Com o objetivo de reduzir os déficits acumulados desde 2022, os Correios anunciaram, nesta segunda-feira (29), um plano de reestruturação que prevê o fechamento de cerca de 16% das agências próprias da estatal em todo o país. A medida deve atingir aproximadamente mil das seis mil unidades administradas diretamente pela empresa.
Segundo a estatal, o encerramento das agências pode gerar uma economia estimada em R$ 2,1 bilhões. Atualmente, além das unidades próprias, os Correios contam com cerca de 10 mil pontos de atendimento operados por meio de parcerias.
O presidente da empresa, Emmanoel Rondon, afirmou que o processo será conduzido sem comprometer o princípio da universalização do serviço postal, que obriga a estatal a manter atendimento em todo o território nacional.
O plano de reestruturação também prevê uma redução de despesas da ordem de R$ 5 bilhões até 2028, por meio da venda de imóveis e da implementação de dois Programas de Demissão Voluntária (PDVs). A expectativa é diminuir o quadro de funcionários em cerca de 15 mil empregados até 2027.
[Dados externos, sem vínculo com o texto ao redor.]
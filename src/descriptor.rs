//! Service descriptor resolution from locally stored operator configuration.
//!
//! A service root holds one directory per deployed service, each with a
//! `config.json`. Roots are tried in priority order; within a root the
//! most-recently-modified service directory wins.

use crate::error::ConfigError;
use alloy::primitives::Address;
use serde::Deserialize;
use serde_json::Value;
use std::path::{Path, PathBuf};
use std::str::FromStr;
use std::time::SystemTime;

pub const DEFAULT_AGENT_ID: u64 = 14;

/// Identifies one deployed service instance. Constructed once per run,
/// immutable thereafter.
#[derive(Debug, Clone)]
pub struct ServiceDescriptor {
    pub service_id: u64,
    pub multisig_address: Option<Address>,
    pub agent_address: Option<Address>,
    pub staking_contract_address: Address,
    pub staking_program_id: String,
    pub agent_id: u64,
    pub rpc_candidates: Vec<String>,
}

/// Everything the extractor could find, before required-field validation.
/// Missing keys land as `None` instead of failing the parse.
#[derive(Debug, Default)]
pub struct RawServiceFields {
    pub service_id: Option<u64>,
    pub multisig_address: Option<String>,
    pub agent_address: Option<String>,
    pub staking_contract_address: Option<String>,
    pub staking_program_id: Option<String>,
    pub agent_id: Option<u64>,
    pub rpc: Option<String>,
}

#[derive(Debug, Deserialize, Default)]
struct UserParams {
    staking_program_id: Option<String>,
    agent_id: Option<u64>,
}

/// Candidate service roots, highest priority first. The env override takes a
/// comma-separated list; the operator home default applies otherwise.
pub fn default_service_roots() -> Vec<PathBuf> {
    if let Ok(raw) = std::env::var("STAKING_REPORT_SERVICE_ROOTS") {
        let roots: Vec<PathBuf> = raw
            .split(',')
            .map(str::trim)
            .filter(|part| !part.is_empty())
            .map(PathBuf::from)
            .collect();
        if !roots.is_empty() {
            return roots;
        }
    }
    match std::env::var_os("HOME") {
        Some(home) => vec![PathBuf::from(home).join(".operate").join("services")],
        None => Vec::new(),
    }
}

/// Resolves the active service configuration from the given roots.
pub fn resolve(roots: &[PathBuf]) -> Result<ServiceDescriptor, ConfigError> {
    for root in roots {
        let Some(service_dir) = most_recent_service_dir(root) else {
            continue;
        };
        let config_path = service_dir.join("config.json");
        if !config_path.is_file() {
            continue;
        }
        tracing::info!("[CONFIG] Loading service from {}", service_dir.display());
        let raw = std::fs::read_to_string(&config_path)
            .map_err(|err| ConfigError::InvalidConfig(format!("{}: {err}", config_path.display())))?;
        let config: Value = serde_json::from_str(&raw)
            .map_err(|err| ConfigError::InvalidConfig(format!("{}: {err}", config_path.display())))?;
        let fields = extract_fields(&config);
        return validate(fields);
    }
    Err(ConfigError::NoServiceFound {
        searched: roots.len(),
    })
}

fn most_recent_service_dir(root: &Path) -> Option<PathBuf> {
    let entries = std::fs::read_dir(root).ok()?;
    let mut best: Option<(SystemTime, PathBuf)> = None;
    for entry in entries.flatten() {
        let path = entry.path();
        if !path.is_dir() {
            continue;
        }
        let modified = entry
            .metadata()
            .and_then(|meta| meta.modified())
            .unwrap_or(SystemTime::UNIX_EPOCH);
        match &best {
            Some((current, _)) if *current >= modified => {}
            _ => best = Some((modified, path)),
        }
    }
    best.map(|(_, path)| path)
}

/// Defensive extraction: any absent key yields `None`, never an error.
pub fn extract_fields(config: &Value) -> RawServiceFields {
    let home_chain = config
        .get("home_chain")
        .and_then(Value::as_str)
        .unwrap_or("gnosis");
    let chain_config = config
        .get("chain_configs")
        .and_then(|chains| chains.get(home_chain));
    let chain_data = chain_config.and_then(|chain| chain.get("chain_data"));

    let user_params: UserParams = chain_data
        .and_then(|data| data.get("user_params"))
        .cloned()
        .and_then(|params| serde_json::from_value(params).ok())
        .unwrap_or_default();

    RawServiceFields {
        service_id: chain_data
            .and_then(|data| data.get("token"))
            .and_then(Value::as_u64),
        multisig_address: chain_data
            .and_then(|data| data.get("multisig"))
            .and_then(Value::as_str)
            .map(str::to_string),
        agent_address: config
            .get("agent_addresses")
            .and_then(Value::as_array)
            .and_then(|addrs| addrs.first())
            .and_then(Value::as_str)
            .map(str::to_string),
        staking_contract_address: config
            .get("env_variables")
            .and_then(|vars| vars.get("STAKING_CONTRACT_ADDRESS"))
            .and_then(|var| var.get("value"))
            .and_then(Value::as_str)
            .map(str::to_string),
        staking_program_id: user_params.staking_program_id,
        agent_id: user_params.agent_id,
        rpc: chain_config
            .and_then(|chain| chain.get("ledger_config"))
            .and_then(|ledger| ledger.get("rpc"))
            .and_then(Value::as_str)
            .map(str::to_string),
    }
}

/// Checks the required subset before the evaluator ever runs: service id,
/// multisig, staking contract and RPC. Absence of any one is fatal.
pub fn validate(fields: RawServiceFields) -> Result<ServiceDescriptor, ConfigError> {
    let service_id = fields
        .service_id
        .filter(|id| *id > 0)
        .ok_or(ConfigError::IncompleteConfiguration { field: "service_id" })?;
    let multisig_raw = fields
        .multisig_address
        .ok_or(ConfigError::IncompleteConfiguration { field: "multisig" })?;
    let staking_raw = fields
        .staking_contract_address
        .ok_or(ConfigError::IncompleteConfiguration {
            field: "staking_contract",
        })?;
    let rpc = fields
        .rpc
        .ok_or(ConfigError::IncompleteConfiguration { field: "rpc" })?;

    let multisig_address = parse_address("multisig", &multisig_raw)?;
    let staking_contract_address = parse_address("staking_contract", &staking_raw)?;
    let agent_address = match fields.agent_address {
        Some(raw) => Some(parse_address("agent_address", &raw)?),
        None => None,
    };

    Ok(ServiceDescriptor {
        service_id,
        multisig_address: Some(multisig_address),
        agent_address,
        staking_contract_address,
        staking_program_id: fields
            .staking_program_id
            .unwrap_or_else(|| "unknown".to_string()),
        agent_id: fields.agent_id.unwrap_or(DEFAULT_AGENT_ID),
        rpc_candidates: vec![rpc],
    })
}

fn parse_address(field: &'static str, raw: &str) -> Result<Address, ConfigError> {
    Address::from_str(raw.trim())
        .map_err(|err| ConfigError::InvalidConfig(format!("{field} `{raw}`: {err}")))
}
De acordo com o presidente dos Correios, aproximadamente 90% das despesas da empresa são fixas, o que dificulta ajustes rápidos diante das mudanças do mercado.
A reestruturação era considerada inevitável diante dos sucessivos resultados negativos registrados desde 2022. Segundo a direção da estatal, a empresa enfrenta um déficit estrutural anual de R$ 4 bilhões, atribuído ao cumprimento da política de universalização.
Em 2025, os Correios acumulam um prejuízo de R$ 6 bilhões nos nove primeiros meses do ano e registram patrimônio líquido negativo de R$ 10,4 bilhões.